TO DO ▸ Copy every line from the records below that holds the word "const".

*** Begin section ***

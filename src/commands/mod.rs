//! Slash-command surface. Every handler defers, runs one core operation and
//! edits the deferred response with the outcome.

use std::time::Duration;

use anyhow::Result;
use serenity::all::{
    AttachmentId, ChannelId, CommandDataOption, CommandDataOptionValue, CommandInteraction,
    CommandOptionType, Context as SerenityContext, CreateAttachment, CreateAutocompleteResponse,
    CreateCommand, CreateCommandOption, CreateEmbed, CreateEmbedFooter, CreateInteractionResponse,
    CreateInteractionResponseMessage,
    EditInteractionResponse, GuildId, UserId,
};
use tracing::{error, warn};

use crate::{error::LibraryError, state::AppState};

pub mod control;
pub mod guild;
pub mod play;
pub mod playlist;
pub mod queue;
pub mod settings;
pub mod skip;
pub mod song;
pub mod stop;

pub const OK_COLOUR: u32 = 0x00FF7F; // Spring green
pub const INFO_COLOUR: u32 = 0x5865F2;
pub const ERROR_COLOUR: u32 = 0xFF6B6B; // Red

const AUTOCOMPLETE_OPTION: &str = "playlist_name";
/// Discord rejects embed descriptions longer than this (in characters).
pub const DESCRIPTION_LIMIT: usize = 4096;

/// Typed access to an interaction's options.
#[derive(Debug, Clone, Copy)]
pub struct Args<'a> {
    options: &'a [CommandDataOption],
}

impl<'a> Args<'a> {
    pub fn new(options: &'a [CommandDataOption]) -> Self {
        Self { options }
    }

    /// The invoked subcommand and its own options.
    pub fn subcommand(self) -> Option<(&'a str, Args<'a>)> {
        self.options.iter().find_map(|o| match &o.value {
            CommandDataOptionValue::SubCommand(inner) => Some((o.name.as_str(), Args::new(inner))),
            _ => None,
        })
    }

    fn value(self, name: &str) -> Option<&'a CommandDataOptionValue> {
        self.options.iter().find(|o| o.name == name).map(|o| &o.value)
    }

    pub fn str(self, name: &str) -> Option<&'a str> {
        match self.value(name)? {
            CommandDataOptionValue::String(s) => Some(s.as_str()),
            CommandDataOptionValue::Autocomplete { value, .. } => Some(value.as_str()),
            _ => None,
        }
    }

    pub fn required_str(self, name: &str) -> Result<&'a str, LibraryError> {
        self.str(name)
            .ok_or_else(|| LibraryError::invalid(format!("Missing `{name}`.")))
    }

    pub fn integer(self, name: &str) -> Option<i64> {
        match self.value(name)? {
            CommandDataOptionValue::Integer(n) => Some(*n),
            _ => None,
        }
    }

    pub fn required_integer(self, name: &str) -> Result<i64, LibraryError> {
        self.integer(name)
            .ok_or_else(|| LibraryError::invalid(format!("Missing `{name}`.")))
    }

    pub fn boolean(self, name: &str) -> Option<bool> {
        match self.value(name)? {
            CommandDataOptionValue::Boolean(b) => Some(*b),
            _ => None,
        }
    }

    pub fn user(self, name: &str) -> Option<UserId> {
        match self.value(name)? {
            CommandDataOptionValue::User(id) => Some(*id),
            _ => None,
        }
    }

    pub fn channel(self, name: &str) -> Option<ChannelId> {
        match self.value(name)? {
            CommandDataOptionValue::Channel(id) => Some(*id),
            _ => None,
        }
    }

    pub fn attachment(self, name: &str) -> Option<AttachmentId> {
        match self.value(name)? {
            CommandDataOptionValue::Attachment(id) => Some(*id),
            _ => None,
        }
    }
}

/// A successful command outcome.
#[derive(Debug, Default)]
pub struct Reply {
    content: Option<String>,
    embed: Option<CreateEmbed>,
    attachment: Option<CreateAttachment>,
}

impl Reply {
    pub fn embed(embed: CreateEmbed) -> Self {
        Self {
            embed: Some(embed),
            ..Default::default()
        }
    }

    pub fn text(content: impl Into<String>) -> Self {
        Self {
            content: Some(content.into()),
            ..Default::default()
        }
    }

    pub fn with_attachment(mut self, attachment: CreateAttachment) -> Self {
        self.attachment = Some(attachment);
        self
    }

    fn into_edit(self) -> EditInteractionResponse {
        let mut edit = EditInteractionResponse::new();
        if let Some(content) = self.content {
            edit = edit.content(content);
        }
        if let Some(embed) = self.embed {
            edit = edit.embed(embed);
        }
        if let Some(attachment) = self.attachment {
            edit = edit.new_attachment(attachment);
        }
        edit
    }
}

pub fn success(title: impl Into<String>, description: impl Into<String>) -> CreateEmbed {
    CreateEmbed::new()
        .title(title)
        .description(fit_description(description.into()))
        .colour(OK_COLOUR)
}

pub fn info(title: impl Into<String>, description: impl Into<String>) -> CreateEmbed {
    CreateEmbed::new()
        .title(title)
        .description(fit_description(description.into()))
        .colour(INFO_COLOUR)
}

pub fn failure(err: &LibraryError) -> CreateEmbed {
    CreateEmbed::new()
        .title("Error")
        .description(err.user_message())
        .colour(ERROR_COLOUR)
}

/// One page of a longer listing.
#[derive(Debug, Clone, Copy, PartialEq, Eq)]
pub struct Page {
    /// 1-based page number, clamped to the pages that exist.
    pub number: usize,
    pub total: usize,
    /// Index of the first item on this page.
    pub start: usize,
    pub end: usize,
}

impl Page {
    pub fn of(len: usize, per_page: usize, requested: Option<i64>) -> Self {
        let total = len.div_ceil(per_page).max(1);
        let number = requested
            .and_then(|n| usize::try_from(n).ok())
            .unwrap_or(1)
            .clamp(1, total);
        let start = (number - 1) * per_page;
        Self {
            number,
            total,
            start,
            end: (start + per_page).min(len),
        }
    }

    pub fn footer(&self) -> CreateEmbedFooter {
        CreateEmbedFooter::new(format!("Page {}/{}", self.number, self.total))
    }
}

pub fn page_option() -> CreateCommandOption {
    CreateCommandOption::new(CommandOptionType::Integer, "page", "Page to show").min_int_value(1)
}

/// Cuts `text` so it fits an embed description.
pub fn fit_description(text: String) -> String {
    if text.chars().count() <= DESCRIPTION_LIMIT {
        return text;
    }
    let mut cut: String = text.chars().take(DESCRIPTION_LIMIT - 1).collect();
    cut.push('…');
    cut
}

pub async fn defer(ctx: &SerenityContext, cmd: &CommandInteraction) {
    cmd.create_response(
        &ctx.http,
        CreateInteractionResponse::Defer(CreateInteractionResponseMessage::new()),
    )
    .await
    .ok();
}

/// Edits the deferred response with `outcome`.
pub async fn finish(
    ctx: &SerenityContext,
    cmd: &CommandInteraction,
    outcome: Result<Reply, LibraryError>,
) -> Result<()> {
    let edit = match outcome {
        Ok(reply) => reply.into_edit(),
        Err(e) => {
            warn!(command = %cmd.data.name, kind = e.kind(), "command failed: {e}");
            EditInteractionResponse::new().embed(failure(&e))
        }
    };
    cmd.edit_response(&ctx.http, edit).await?;
    Ok(())
}

pub fn guild_of(cmd: &CommandInteraction) -> Result<GuildId, LibraryError> {
    cmd.guild_id
        .ok_or_else(|| LibraryError::invalid("This command only works in a server."))
}

/// The voice channel `user` is sitting in, according to the gateway cache.
pub fn user_channel(ctx: &SerenityContext, guild_id: GuildId, user: UserId) -> Option<ChannelId> {
    let guild = ctx.cache.guild(guild_id)?;
    guild.voice_states.get(&user).and_then(|vs| vs.channel_id)
}

/// Parses `1m30s`, `90s`, `90`, `1:30` or `1:02:03` into a duration.
pub fn parse_timestamp(input: &str) -> Option<Duration> {
    let s = input.trim().to_ascii_lowercase();
    if s.is_empty() {
        return None;
    }
    if s.contains(':') {
        let mut secs: u64 = 0;
        let parts: Vec<&str> = s.split(':').collect();
        if parts.len() > 3 {
            return None;
        }
        for part in parts {
            secs = secs.checked_mul(60)?.checked_add(part.parse().ok()?)?;
        }
        return Some(Duration::from_secs(secs));
    }
    if let Ok(secs) = s.parse::<u64>() {
        return Some(Duration::from_secs(secs));
    }

    let mut total: u64 = 0;
    let mut digits = String::new();
    for c in s.chars() {
        if c.is_ascii_digit() {
            digits.push(c);
            continue;
        }
        let unit = match c {
            'h' => 3600,
            'm' => 60,
            's' => 1,
            _ => return None,
        };
        let n: u64 = digits.parse().ok()?;
        total = total.checked_add(n.checked_mul(unit)?)?;
        digits.clear();
    }
    if !digits.is_empty() {
        return None;
    }
    Some(Duration::from_secs(total))
}

/// `m:ss`, or `h:mm:ss` past an hour.
pub fn format_duration(ms: i64) -> String {
    let secs = ms.max(0) / 1000;
    let (h, m, s) = (secs / 3600, (secs % 3600) / 60, secs % 60);
    if h > 0 {
        format!("{h}:{m:02}:{s:02}")
    } else {
        format!("{m}:{s:02}")
    }
}

pub fn definitions() -> Vec<CreateCommand> {
    let mut defs = vec![
        play::definition("play", "Play a song or playlist from a URL or search"),
        play::definition("playnext", "Queue a song right after the current one"),
        play::definition("playskip", "Play a song now, skipping the current one"),
        skip::definition(),
        stop::definition(),
        queue::queue_definition(),
        queue::np_definition(),
        playlist::definition(),
        song::definition(),
        guild::definition(),
    ];
    defs.extend(control::definitions());
    defs.extend(settings::definitions());
    defs
}

pub async fn dispatch(ctx: &SerenityContext, cmd: &CommandInteraction, state: &AppState) {
    let name = cmd.data.name.as_str();
    let res = match name {
        "play" | "playnext" | "playskip" => play::handle(ctx, cmd, state).await,
        "skip" => skip::handle(ctx, cmd, state).await,
        "stop" => stop::handle(ctx, cmd, state).await,
        "queue" => queue::handle_queue(ctx, cmd, state).await,
        "np" => queue::handle_np(ctx, cmd, state).await,
        "playlist" => playlist::handle(ctx, cmd, state).await,
        "song" => song::handle(ctx, cmd, state).await,
        "guild" => guild::handle(ctx, cmd, state).await,
        "volume" | "autoplay" | "loop" => settings::handle(ctx, cmd, state).await,
        "pause" | "resume" | "seek" | "shuffle" | "clear" | "connect" | "disconnect" => {
            control::handle(ctx, cmd, state).await
        }
        _ => Ok(()),
    };
    if let Err(why) = res {
        error!("/{name} failed: {why:?}");
    }
}

/// Suggests the caller's own playlist names.
pub async fn autocomplete(ctx: &SerenityContext, cmd: &CommandInteraction, state: &AppState) {
    let Some(focused) = cmd.data.autocomplete() else {
        return;
    };
    if focused.name != AUTOCOMPLETE_OPTION {
        return;
    }
    let names = match state.library.names_for(cmd.user.id.get(), focused.value).await {
        Ok(names) => names,
        Err(e) => {
            warn!("autocomplete failed: {e}");
            Vec::new()
        }
    };
    let choices = names
        .into_iter()
        .fold(CreateAutocompleteResponse::new(), |resp, name| {
            resp.add_string_choice(name.clone(), name)
        });
    cmd.create_response(&ctx.http, CreateInteractionResponse::Autocomplete(choices))
        .await
        .ok();
}

#[cfg(test)]
mod tests {
    use super::*;

    #[test]
    fn timestamps_in_every_accepted_shape() {
        assert_eq!(parse_timestamp("1m30s"), Some(Duration::from_secs(90)));
        assert_eq!(parse_timestamp("90s"), Some(Duration::from_secs(90)));
        assert_eq!(parse_timestamp(" 90 "), Some(Duration::from_secs(90)));
        assert_eq!(parse_timestamp("1:30"), Some(Duration::from_secs(90)));
        assert_eq!(parse_timestamp("1:02:03"), Some(Duration::from_secs(3723)));
        assert_eq!(parse_timestamp("1h"), Some(Duration::from_secs(3600)));
    }

    #[test]
    fn malformed_timestamps_are_rejected() {
        for bad in ["", "abc", "1x", "5m3", "1:2:3:4", ":", "m"] {
            assert_eq!(parse_timestamp(bad), None, "{bad}");
        }
    }

    #[test]
    fn durations_format_like_a_player() {
        assert_eq!(format_duration(0), "0:00");
        assert_eq!(format_duration(215_000), "3:35");
        assert_eq!(format_duration(3_723_000), "1:02:03");
        assert_eq!(format_duration(-5), "0:00");
    }

    #[test]
    fn pages_clamp_to_what_exists() {
        assert_eq!(
            Page::of(45, 15, Some(3)),
            Page { number: 3, total: 3, start: 30, end: 45 }
        );
        assert_eq!(Page::of(45, 15, Some(9)).number, 3);
        assert_eq!(Page::of(45, 15, Some(-2)).number, 1);
        assert_eq!(Page::of(45, 15, None).end, 15);
        assert_eq!(Page::of(0, 15, None), Page { number: 1, total: 1, start: 0, end: 0 });
    }

    #[test]
    fn long_descriptions_are_cut_to_the_limit() {
        let short = "fine".to_string();
        assert_eq!(fit_description(short.clone()), short);
        let cut = fit_description("é".repeat(DESCRIPTION_LIMIT + 50));
        assert_eq!(cut.chars().count(), DESCRIPTION_LIMIT);
        assert!(cut.ends_with('…'));
    }

    #[test]
    fn every_command_is_registered_once() {
        let defs = definitions();
        assert_eq!(defs.len(), 20);
    }
}
#[cfg(test)]
mod tests {
    use super::*;
    use crate::test_utils::{FakeAudio, TestDb};

    struct Fixture {
        _t: TestDb,
        lib: Library,
    }

    async fn fixture(audio: FakeAudio) -> Fixture {
        let t = TestDb::new().await;
        let lib = Library::new(t.db.clone(), Arc::new(audio));
        Fixture { _t: t, lib }
    }

    fn songs() -> Vec<Playable> {
        vec![
            FakeAudio::song("Song A", "u1"),
            FakeAudio::song("Song B", "u2"),
            FakeAudio::song("Song C", "u3"),
            FakeAudio::song("Song D", "u4"),
        ]
    }

    async fn titles(lib: &Library, owner: u64, name: &str) -> Vec<(String, i32)> {
        lib.view(owner, owner, name)
            .await
            .unwrap()
            .tracks
            .into_iter()
            .map(|t| (t.title, t.position))
            .collect()
    }

    fn assert_dense(tracks: &[(String, i32)]) {
        let positions: Vec<i32> = tracks.iter().map(|(_, p)| *p).collect();
        assert_eq!(positions, (0..tracks.len() as i32).collect::<Vec<_>>());
    }

    #[tokio::test]
    async fn add_then_remove_first_shifts_the_rest_up() {
        let f = fixture(FakeAudio::default().knowing(&songs())).await;
        f.lib.create(42, "road-trip", None, true).await.unwrap();
        f.lib.add_track(42, "road-trip", "Song A").await.unwrap();
        f.lib.add_track(42, "road-trip", "u2").await.unwrap();

        let removed = f.lib.remove_track(42, "road-trip", 1).await.unwrap();
        assert_eq!(removed.title, "Song A");
        let rest = titles(&f.lib, 42, "road-trip").await;
        assert_eq!(rest, vec![("Song B".to_string(), 0)]);
        let url = &f.lib.view(42, 42, "road-trip").await.unwrap().tracks[0].url;
        assert_eq!(url, "u2");
    }

    #[tokio::test]
    async fn duplicate_names_are_rejected_or_ignored() {
        let f = fixture(FakeAudio::default()).await;
        let first = f.lib.create(42, "road-trip", Some("orig".into()), true).await.unwrap();
        let err = f.lib.create(42, " road-trip ", None, false).await.unwrap_err();
        assert!(matches!(err, LibraryError::UniquenessViolation(_)));

        let (same, inserted) = f.lib.create_or_ignore(42, "road-trip").await.unwrap();
        assert!(!inserted);
        assert_eq!(same, first);
        assert_eq!(f.lib.list(42, 42).await.unwrap().len(), 1);

        // Another owner may reuse the name.
        assert!(f.lib.create(7, "road-trip", None, true).await.is_ok());
    }

    #[tokio::test]
    async fn empty_and_overlong_names_are_invalid() {
        let f = fixture(FakeAudio::default()).await;
        assert!(matches!(
            f.lib.create(1, "   ", None, true).await,
            Err(LibraryError::InvalidInput(_))
        ));
        let long = "x".repeat(MAX_NAME_LEN + 1);
        assert!(f.lib.create(1, &long, None, true).await.is_err());
    }

    #[tokio::test]
    async fn positions_stay_dense_through_mixed_edits() {
        let f = fixture(FakeAudio::default()).await;
        f.lib.create(1, "p", None, true).await.unwrap();
        f.lib.add_playables(1, "p", songs()).await.unwrap();

        f.lib.move_track(1, "p", 1, 3, MoveMode::After).await.unwrap();
        assert_dense(&titles(&f.lib, 1, "p").await);
        f.lib.remove_track(1, "p", 2).await.unwrap();
        assert_dense(&titles(&f.lib, 1, "p").await);
        f.lib.add_playables(1, "p", vec![FakeAudio::song("Song E", "u5")]).await.unwrap();
        f.lib.move_track(1, "p", 4, 1, MoveMode::Before).await.unwrap();

        let view = titles(&f.lib, 1, "p").await;
        assert_dense(&view);
        let order: Vec<&str> = view.iter().map(|(t, _)| t.as_str()).collect();
        // B C A D -> remove C -> B A D -> append E -> move E before B
        assert_eq!(order, ["Song E", "Song B", "Song A", "Song D"]);
    }

    #[tokio::test]
    async fn moves_are_symmetric_and_same_index_is_a_no_op() {
        let f = fixture(FakeAudio::default()).await;
        f.lib.create(1, "p", None, true).await.unwrap();
        f.lib.add_playables(1, "p", songs()).await.unwrap();

        let down = f.lib.move_track(1, "p", 1, 3, MoveMode::Before).await.unwrap();
        let order: Vec<&str> = down.iter().map(|t| t.title.as_str()).collect();
        assert_eq!(order, ["Song B", "Song A", "Song C", "Song D"]);

        let up = f.lib.move_track(1, "p", 4, 1, MoveMode::After).await.unwrap();
        let order: Vec<&str> = up.iter().map(|t| t.title.as_str()).collect();
        assert_eq!(order, ["Song B", "Song D", "Song A", "Song C"]);

        let before = titles(&f.lib, 1, "p").await;
        f.lib.move_track(1, "p", 2, 2, MoveMode::After).await.unwrap();
        assert_eq!(titles(&f.lib, 1, "p").await, before);
    }

    #[tokio::test]
    async fn out_of_range_indices_are_invalid() {
        let f = fixture(FakeAudio::default()).await;
        f.lib.create(1, "p", None, true).await.unwrap();
        assert!(matches!(
            f.lib.remove_track(1, "p", 1).await,
            Err(LibraryError::InvalidInput(_))
        ));
        f.lib.add_playables(1, "p", songs()).await.unwrap();
        assert!(f.lib.remove_track(1, "p", 0).await.is_err());
        assert!(f.lib.remove_track(1, "p", 5).await.is_err());
        assert!(f.lib.move_track(1, "p", 1, 9, MoveMode::Before).await.is_err());
    }

    #[tokio::test]
    async fn removing_the_last_track_keeps_an_empty_playlist() {
        let f = fixture(FakeAudio::default()).await;
        f.lib.create(1, "p", None, true).await.unwrap();
        f.lib.add_playables(1, "p", vec![FakeAudio::song("only", "u")]).await.unwrap();
        f.lib.remove_track(1, "p", 1).await.unwrap();
        let view = f.lib.view(1, 1, "p").await.unwrap();
        assert!(view.tracks.is_empty());
    }

    #[tokio::test]
    async fn playlist_search_results_add_every_track_in_order() {
        let audio = FakeAudio::default().with_result(
            "https://list",
            SearchResult::Playlist {
                name: "remote".into(),
                tracks: songs(),
            },
        );
        let f = fixture(audio).await;
        f.lib.create(1, "p", None, true).await.unwrap();
        let added = f.lib.add_track(1, "p", "https://list").await.unwrap();
        assert_eq!(added.len(), 4);
        let view = titles(&f.lib, 1, "p").await;
        assert_dense(&view);
        assert_eq!(view[3].0, "Song D");
    }

    #[tokio::test]
    async fn unresolvable_queries_add_nothing() {
        let f = fixture(FakeAudio::default().failing("boom")).await;
        f.lib.create(1, "p", None, true).await.unwrap();
        assert!(matches!(
            f.lib.add_track(1, "p", "nothing matches").await,
            Err(LibraryError::NotFound(_))
        ));
        assert!(matches!(
            f.lib.add_track(1, "p", "boom").await,
            Err(LibraryError::Audio(_))
        ));
        assert!(matches!(
            f.lib.add_track(1, "missing", "Song A").await,
            Err(LibraryError::NotFound(_))
        ));
        assert!(f.lib.view(1, 1, "p").await.unwrap().tracks.is_empty());
    }

    #[tokio::test]
    async fn rename_rules() {
        let f = fixture(FakeAudio::default()).await;
        let original = f.lib.create(1, "a", None, true).await.unwrap();
        f.lib.create(1, "b", None, true).await.unwrap();

        assert!(matches!(
            f.lib.rename(1, "a", "a").await,
            Err(LibraryError::InvalidInput(_))
        ));
        assert!(matches!(
            f.lib.rename(1, "a", "b").await,
            Err(LibraryError::UniquenessViolation(_))
        ));
        let renamed = f.lib.rename(1, "a", "c").await.unwrap();
        assert_eq!(renamed.playlist_id, original.playlist_id);
        assert_eq!(renamed.name, "c");
        assert!(renamed.updated_at >= original.updated_at);
        assert!(matches!(
            f.lib.rename(1, "a", "d").await,
            Err(LibraryError::NotFound(_))
        ));
    }

    #[tokio::test]
    async fn only_owners_can_touch_and_private_lists_stay_private() {
        let f = fixture(FakeAudio::default()).await;
        f.lib.create(1, "mine", None, false).await.unwrap();
        f.lib.create(1, "shared", None, true).await.unwrap();
        f.lib.add_playables(1, "mine", songs()).await.unwrap();

        // Another member addressing the name finds nothing of theirs.
        assert!(matches!(
            f.lib.delete(2, "mine").await,
            Err(LibraryError::NotFound(_))
        ));
        assert!(matches!(
            f.lib.view(1, 2, "mine").await,
            Err(LibraryError::OwnershipViolation(_))
        ));
        assert!(f.lib.view(1, 2, "shared").await.is_ok());

        let seen: Vec<String> = f
            .lib
            .list(1, 2)
            .await
            .unwrap()
            .into_iter()
            .map(|s| s.playlist.name)
            .collect();
        assert_eq!(seen, ["shared"]);
        let own = f.lib.list(1, 1).await.unwrap();
        assert_eq!(own.len(), 2);
        assert_eq!(own[0].track_count, 4);
    }

    #[tokio::test]
    async fn descriptions_are_bounded() {
        let f = fixture(FakeAudio::default()).await;
        let long = "d".repeat(MAX_DESCRIPTION_LEN + 1);
        assert!(matches!(
            f.lib.create(1, "p", Some(long.clone()), true).await,
            Err(LibraryError::InvalidInput(_))
        ));
        let p = f.lib.create(1, "p", Some("   ".into()), true).await.unwrap();
        assert_eq!(p.description, None);
        assert!(matches!(
            f.lib.update_details(1, "p", Some(Some(long)), None).await,
            Err(LibraryError::InvalidInput(_))
        ));
        assert!(matches!(
            f.lib.update_details(1, "p", None, None).await,
            Err(LibraryError::InvalidInput(_))
        ));
    }

    #[tokio::test]
    async fn details_update_and_delete_cascade() {
        let f = fixture(FakeAudio::default()).await;
        f.lib.create(1, "p", Some("old".into()), true).await.unwrap();
        f.lib.add_playables(1, "p", songs()).await.unwrap();
        let updated = f
            .lib
            .update_details(1, "p", Some(None), Some(false))
            .await
            .unwrap();
        assert_eq!(updated.description, None);
        assert!(!updated.public);

        let deleted = f.lib.delete(1, "p").await.unwrap();
        assert_eq!(deleted.playlist_id, updated.playlist_id);
        assert!(f.lib.view(1, 1, "p").await.is_err());
        assert_eq!(f.lib.clear(1, "p").await.unwrap_err().kind(), "not_found");
    }

    #[tokio::test]
    async fn export_then_import_reproduces_the_tracks() {
        let f = fixture(FakeAudio::default()).await;
        f.lib.create(42, "road-trip", None, true).await.unwrap();
        f.lib.add_playables(42, "road-trip", songs()).await.unwrap();

        let Delivery::Inline(message) = f.lib.export(42, "road-trip").await.unwrap() else {
            panic!("a short playlist should export inline");
        };
        let imported = f.lib.import(7, &message, None).await.unwrap();
        assert_eq!(imported.playlist.name, "road-trip");
        assert_eq!(imported.playlist.owner_id, 7);

        let pairs = |tracks: &[Track]| -> Vec<(String, String, i32)> {
            tracks
                .iter()
                .map(|t| (t.title.clone(), t.url.clone(), t.position))
                .collect()
        };
        let source = f.lib.view(42, 42, "road-trip").await.unwrap();
        assert_eq!(pairs(&imported.tracks), pairs(&source.tracks));

        // Importing again under the same name collides.
        assert!(matches!(
            f.lib.import(7, &message, None).await,
            Err(LibraryError::UniquenessViolation(_))
        ));
        let renamed = f.lib.import(7, &message, Some("copy")).await.unwrap();
        assert_eq!(renamed.tracks.len(), 4);
    }

    #[tokio::test]
    async fn corrupted_import_creates_nothing() {
        let f = fixture(FakeAudio::default()).await;
        f.lib.create(42, "road-trip", None, true).await.unwrap();
        f.lib.add_playables(42, "road-trip", songs()[..3].to_vec()).await.unwrap();
        let Delivery::Inline(message) = f.lib.export(42, "road-trip").await.unwrap() else {
            panic!("expected inline export");
        };
        let code = message.trim_matches('`').to_string();
        let mut bytes = code.into_bytes();
        let mid = bytes.len() / 2;
        bytes[mid] = if bytes[mid] == b'A' { b'B' } else { b'A' };
        let corrupted = String::from_utf8(bytes).unwrap();

        let err = f.lib.import(9, &corrupted, Some("copy")).await.unwrap_err();
        assert!(matches!(err, LibraryError::DecodeFailure(_)));
        assert!(f.lib.list(9, 9).await.unwrap().is_empty());
    }

    #[tokio::test]
    async fn empty_playlists_do_not_export() {
        let f = fixture(FakeAudio::default()).await;
        f.lib.create(1, "p", None, true).await.unwrap();
        assert!(matches!(
            f.lib.export(1, "p").await,
            Err(LibraryError::InvalidInput(_))
        ));
    }

    #[tokio::test]
    async fn replace_overwrites_in_order() {
        let f = fixture(FakeAudio::default()).await;
        f.lib.create(1, "p", None, true).await.unwrap();
        f.lib.add_playables(1, "p", songs()).await.unwrap();
        f.lib
            .replace_tracks(1, "p", vec![FakeAudio::song("X", "ux"), FakeAudio::song("Y", "uy")])
            .await
            .unwrap();
        assert_eq!(
            titles(&f.lib, 1, "p").await,
            vec![("X".to_string(), 0), ("Y".to_string(), 1)]
        );
    }

    #[tokio::test]
    async fn autocomplete_matches_prefixes() {
        let f = fixture(FakeAudio::default()).await;
        for name in ["Road trip", "rock", "jazz"] {
            f.lib.create(1, name, None, true).await.unwrap();
        }
        assert_eq!(f.lib.names_for(1, "ro").await.unwrap(), ["Road trip", "rock"]);
        assert_eq!(f.lib.names_for(1, "").await.unwrap().len(), 3);
        assert!(f.lib.names_for(2, "").await.unwrap().is_empty());
    }
}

*** End section ***

REPLY TO THE TASK ▸
pub const OK_COLOUR: u32 = 0x00FF7F; // Spring green
pub const INFO_COLOUR: u32 = 0x5865F2;
pub const ERROR_COLOUR: u32 = 0xFF6B6B; // Red
const AUTOCOMPLETE_OPTION: &str = "playlist_name";
pub const DESCRIPTION_LIMIT: usize = 4096;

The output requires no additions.